── SUPPLIED RECORDS

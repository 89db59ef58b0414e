use super::{
    errors::TaskError,
    result::TaskResult,
};
use std::fmt;
use tokio::sync::oneshot;


/// Порядковый номер задачи, выдаётся при submit
#[derive(Debug, Clone, Copy, PartialEq, Eq, PartialOrd, Ord, Hash)]
pub struct TaskId(pub u64);

impl fmt::Display for TaskId {
    fn fmt(&self, f: &mut fmt::Formatter<'_>) -> fmt::Result {
        write!(f, "task-{}", self.0)
    }
}

/// Канал результата задачи. Срабатывает не более одного раза:
/// `complete` потребляет его по значению.
pub struct Notifier<R, E> {
    sender: oneshot::Sender<TaskResult<R, E>>,
}

impl<R, E> Notifier<R, E> {
    pub fn new(sender: oneshot::Sender<TaskResult<R, E>>) -> Self {
        Self { sender }
    }

    /// Отправляет результат. `false`, если handle уже дропнут вызывающим.
    pub fn complete(self, outcome: TaskResult<R, E>) -> bool {
        self.sender.send(outcome).is_ok()
    }

    pub fn fail(self, err: TaskError<E>) -> bool {
        self.complete(Err(err))
    }
}

/// Единица работы: входные данные и уведомитель о завершении
pub struct Task<S, R, E> {
    pub id: TaskId,
    pub data: S,
    pub on_complete: Notifier<R, E>,
}

impl<S, R, E> Task<S, R, E> {
    pub fn new(id: TaskId, data: S, on_complete: Notifier<R, E>) -> Self {
        Self { id, data, on_complete }
    }

    /// При диспатче данные уходят воркеру, а уведомитель остаётся в слоте
    pub fn into_parts(self) -> (TaskId, S, Notifier<R, E>) {
        (self.id, self.data, self.on_complete)
    }

    pub fn complete(self, outcome: TaskResult<R, E>) -> bool {
        self.on_complete.complete(outcome)
    }
}

impl<S, R, E> fmt::Debug for Task<S, R, E> {
    fn fmt(&self, f: &mut fmt::Formatter<'_>) -> fmt::Result {
        f.debug_struct("Task").field("id", &self.id).finish_non_exhaustive()
    }
}
//! Per-client IP allow/deny policy.
//!
//! Unrecognized mode strings fail open: the filter admits everyone and logs
//! a warning when it is built. This is a security-relevant default; a typo
//! in the configured mode disables filtering rather than blocking traffic.

use std::collections::HashSet;
use std::fmt;

use tracing::{debug, warn};

/// Filtering mode.
#[derive(Debug, Clone, PartialEq, Eq)]
pub enum FilterMode {
    /// Only listed IPs are admitted.
    Allow,
    /// Listed IPs are rejected, everyone else admitted.
    Deny,
    /// Filtering disabled.
    None,
    /// Any other configured value. Treated like [`FilterMode::None`].
    Unrecognized(String),
}

impl FilterMode {
    /// Parse a configured mode, case-insensitively.
    pub fn parse(raw: &str) -> Self {
        match raw.trim().to_ascii_lowercase().as_str() {
            "allow" => FilterMode::Allow,
            "deny" => FilterMode::Deny,
            "none" | "" => FilterMode::None,
            other => FilterMode::Unrecognized(other.to_string()),
        }
    }
}

impl fmt::Display for FilterMode {
    fn fmt(&self, f: &mut fmt::Formatter<'_>) -> fmt::Result {
        match self {
            FilterMode::Allow => f.write_str("allow"),
            FilterMode::Deny => f.write_str("deny"),
            FilterMode::None => f.write_str("none"),
            FilterMode::Unrecognized(raw) => write!(f, "unrecognized({raw})"),
        }
    }
}

/// Immutable allow/deny decision over client IP strings.
#[derive(Debug, Clone)]
pub struct IpFilter {
    mode: FilterMode,
    list: HashSet<String>,
}

impl IpFilter {
    pub fn new<I, S>(mode: FilterMode, list: I) -> Self
    where
        I: IntoIterator<Item = S>,
        S: AsRef<str>,
    {
        let list: HashSet<String> = list
            .into_iter()
            .map(|ip| ip.as_ref().trim().to_string())
            .filter(|ip| !ip.is_empty())
            .collect();

        if let FilterMode::Unrecognized(raw) = &mode {
            warn!(
                mode = %raw,
                listed = list.len(),
                "Unknown ip filter mode, defaulting to allow-all"
            );
        }

        Self { mode, list }
    }

    /// Build from the raw configured mode string.
    pub fn from_config<I, S>(mode: &str, list: I) -> Self
    where
        I: IntoIterator<Item = S>,
        S: AsRef<str>,
    {
        Self::new(FilterMode::parse(mode), list)
    }

    /// Filter that admits everyone.
    pub fn disabled() -> Self {
        Self {
            mode: FilterMode::None,
            list: HashSet::new(),
        }
    }

    pub fn mode(&self) -> &FilterMode {
        &self.mode
    }

    /// Whether a client with this IP may connect.
    pub fn allow(&self, ip: &str) -> bool {
        let ip = ip.trim();

        if self.list.is_empty() {
            return true;
        }

        match self.mode {
            FilterMode::Allow => {
                let allowed = self.list.contains(ip);
                if !allowed {
                    debug!(ip, "Not on allowlist");
                }
                allowed
            }
            FilterMode::Deny => {
                let denied = self.list.contains(ip);
                if denied {
                    debug!(ip, "On denylist");
                }
                !denied
            }
            FilterMode::None | FilterMode::Unrecognized(_) => true,
        }
    }
}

────

YOUR GOAL | In the records above, each line with the string "client" should be copied.

TASK OUTPUT |
//! Per-client IP allow/deny policy.
/// Immutable allow/deny decision over client IP strings.
    /// Whether a client with this IP may connect.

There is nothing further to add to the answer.